I am mentally preparing myself. I am trying to physically prepare myself. I am already making changes to my home.
(Let me explain the home changes first) I live in a very small part of a very small town. This means that the one neighbor I have is not only close-minded, but fully in support of the Christian right without ever stepping foot in a church. So, to that end I have decided to alter our landscape a bit. I am, at this moment, having a privacy fence installed separating our properties. They are also dodgy neighbors, so a fence is called for in any circumstance. The privacy part means I don’t have to wear gender neutral or men’s clothes while I do yard work, which is a bonus! Also, I have a little girl who likes to sunbathe and she felt weird last summer with the neighbors sitting on their porch watching her.

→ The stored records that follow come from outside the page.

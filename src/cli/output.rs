use anyhow::Result;
use clap::ValueEnum;
use serde::Serialize;

#[derive(Clone, Copy, Debug, Default, PartialEq, Eq, ValueEnum)]
pub enum OutputFormat {
    #[default]
    Human,
    Json,
    Yaml,
}

/// Structured output; `Human` falls back to indented JSON.
pub fn print_value<T: Serialize + ?Sized>(format: OutputFormat, value: &T) -> Result<()> {
    match format {
        OutputFormat::Human => println!("{}", serde_json::to_string_pretty(value)?),
        OutputFormat::Json => println!("{}", serde_json::to_string(value)?),
        OutputFormat::Yaml => print!("{}", serde_yaml::to_string(value)?),
    }
    Ok(())
}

The Physical preparation is that I am working out and eating healthy. I am trying to not only lose weight I needed to lose regardless; I am trying to feel better. I have a treadmill and I am starting to use my yoga mat for actual yoga. My son, Martin, is in very good shape so I am hopeful that he will give me pointers and encouragement. And yes, I want to look good in the clothes I will be wearing.
I grew up in a small town in Missouri. I had very little opportunity to be who I actually was. I had moments, wearing my little sisters’ clothes, or wearing my stepmothers’ clothes. I would be able to spend an hour or so feeling feminine, before having to take them off and put the boys’ clothes I was allowed to wear back on. I was attracted to girls, but also to a few boys. I was a girl in a boy’s body; it was all very confusing for me. So if I didn’t understand it, how could anyone else? How could I exist in a small town like that? Yet here I am again, in another small town. Now I have the ravages of testosterone to live down, which will never go away. I am going to get clocked, no matter what I do or the surgeries I have done. I don’t have the personality to pull off being the eccentric transgender, I don’t have the grace to be the lady above it all. It’s going to be tough and mostly not fun, but I will get to be a version of me, that is better than nothing at all.
I’m actually more worried about what all this is doing to my wife. She supports me, but in a “whatever you feel you need to do” kind of way. I don’t expect her to be excited, I’m not sure what I expect. She likes drag queens and gay men, she thinks they are awesome. I feel as if it would have been better for her if I had just been a gay man, more easily accepted. Again this is just the feeling I have and it’s entirely possible that I am completely wrong in this assumption. Since I have come out to her, our sex life has been going down to a slow crawl. Of course it’s never been a frenzy pace. I feel like she isn’t attracted to me, that despite her assertions that she is bi-sexual it doesn’t extend to transgender. We are certainly having a lot less sex. Though she didn’t seem to mind sex while I was wearing a nightgown, it wasn’t planned, one of those early morning, delicious slow sex things, and I wear a nightgown most nights. I don’t know, she could be stressed, tired or tired and stressed etc.
Ok so jumping past that, I had something peculiar happen the other day. I was looking at some porn on Reddit, yes porn, I like looking at women to see body types and breasts I would like. Yes I also look at cocks, that isn’t for research, just for fun. Anyway, I am looking at porn, in the very early morning, wearing a tight pair of panties in place of a gaff. Well I reached down and to my surprise, I had ejaculated. I wasn’t hard at all, my penis was retracted into me, which I prefer to tucking, as it feels more comfortable. It was very odd, I have no problems getting erect. In fact it’s damn annoying how often I get hard. Makes it very uncomfortable when I am tucked. So now I have shared too much, right? Well it would be nice to know how or why this happened in this way. I’m not worried, I’m actually kind of glad. I felt like I was aroused without my penis really being a factor, more of an emotional orgasm.
I want to start HRT, I have to do something, even if I have to travel out of town to meet with a therapist. Things have to change, very soon.